[Stored entries]

:::

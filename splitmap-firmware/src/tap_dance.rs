//! Tap dance: the number of quick taps on one key selects which of its choices is sent.

use crate::scan_key::ScanKey;

/// Index into a dance's choices for `count` taps; taps beyond the last choice select the last.
pub const fn choice_index(count: u16, len: u16) -> u16 {
    let n = if count < len { count } else { len };
    n.saturating_sub(1)
}

#[derive(Debug, Clone, Copy, PartialEq, Default)]
#[cfg_attr(feature = "defmt", derive(defmt::Format))]
pub enum TapDance {
    #[default]
    Idle,
    Counting {
        key: ScanKey,
        location: u32,
        len: u16,
        count: u16,
        wait_until: u64,
    },
}

/// The outcome of a finished dance.
#[derive(Debug, Clone, Copy, PartialEq)]
#[cfg_attr(feature = "defmt", derive(defmt::Format))]
pub struct Resolved {
    /// The dance key; down when the key is still held.
    pub key: ScanKey,
    /// Layout location of the selected choice.
    pub location: u32,
}

impl TapDance {
    pub fn is_running(&self) -> bool {
        matches!(self, Self::Counting { .. })
    }

    pub fn wait_until(&self) -> u64 {
        match self {
            Self::Counting { wait_until, .. } => *wait_until,
            Self::Idle => u64::MAX,
        }
    }

    /// Does `scan_key` interrupt a running dance? Any key down other than the dance key does, as
    /// does the dance key itself once the window has closed.
    pub fn is_interrupted_by(&self, scan_key: ScanKey, time: u64) -> bool {
        match self {
            Self::Counting {
                key, wait_until, ..
            } => scan_key.is_down() && (!key.same_key(scan_key) || time >= *wait_until),
            Self::Idle => false,
        }
    }

    /// Count a press of `key` for the dance whose `len` choices start at `location`.
    pub fn press(&mut self, key: ScanKey, location: u32, len: u16, now: u64, timeout: u16) {
        let wait_until = now + timeout as u64;
        match self {
            Self::Counting {
                key: k,
                location: l,
                count,
                wait_until: w,
                ..
            } if k.same_key(key) && *l == location => {
                *k = key;
                *count = count.saturating_add(1);
                *w = wait_until;
            }
            _ => {
                *self = Self::Counting {
                    key,
                    location,
                    len,
                    count: 1,
                    wait_until,
                }
            }
        }
    }

    pub fn release(&mut self, scan_key: ScanKey) {
        if let Self::Counting { key, .. } = self {
            if key.same_key(scan_key) {
                key.set_down(false);
            }
        }
    }

    /// End the dance returning the selected choice.
    pub fn finish(&mut self) -> Option<Resolved> {
        match *self {
            Self::Counting {
                key,
                location,
                len,
                count,
                ..
            } => {
                *self = Self::Idle;
                Some(Resolved {
                    key,
                    location: location + choice_index(count, len) as u32,
                })
            }
            Self::Idle => None,
        }
    }

    pub fn clear(&mut self) {
        *self = Self::Idle;
    }
}

#[cfg(test)]
#[path = "tap_dance_test.rs"]
mod test;
use std::{
    collections::{BTreeMap, HashMap},
    ops::Range,
    str::CharIndices,
};

use splitmap_common::{
    globals as common_globals,
    keycodes::{key_range, macro_types},
    MAX_LAYERS, PROTOCOL_VERSION,
};

use crate::{
    globals::{self, prop::GlobalProp},
    keycodes::{self, key_code},
    ConfigError,
};

type Result<T> = core::result::Result<T, ConfigError>;
type IndexChar = (usize, char);
type NameRange = Range<usize>;

/// Words before the globals in the binary layout.
pub const HEADER_LEN: usize = 6;
pub const MAX_ENCODERS: usize = splitmap_common::MAX_ENCODERS;

const TOO_MANY_RHS: &str = "Only one value may be assigned";
const TOO_MANY_MULTI_ALIAS_RHS: &str =
    "Only one value may be assigned to an multi-positioned alias";
const TOO_MANY_ROWS: &str = "Too many rows";
const TOO_MANY_COLS: &str = "Too many keys in row";
const UNKNOWN_ACTION: &str = "Unknown action/keycode";
const SYNTAX_ERROR: &str = "Syntax error";
const EOF: &str = "Unexpected end of file";

const RESERVED_SECTIONS: [&str; 7] = [
    "global", "matrix", "aliases", "firmware", "display", "encoders", "define",
];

:::

Your goal: Tally the lines in the records that contain "crate", then give only the tally.

Answer to the exercise: 2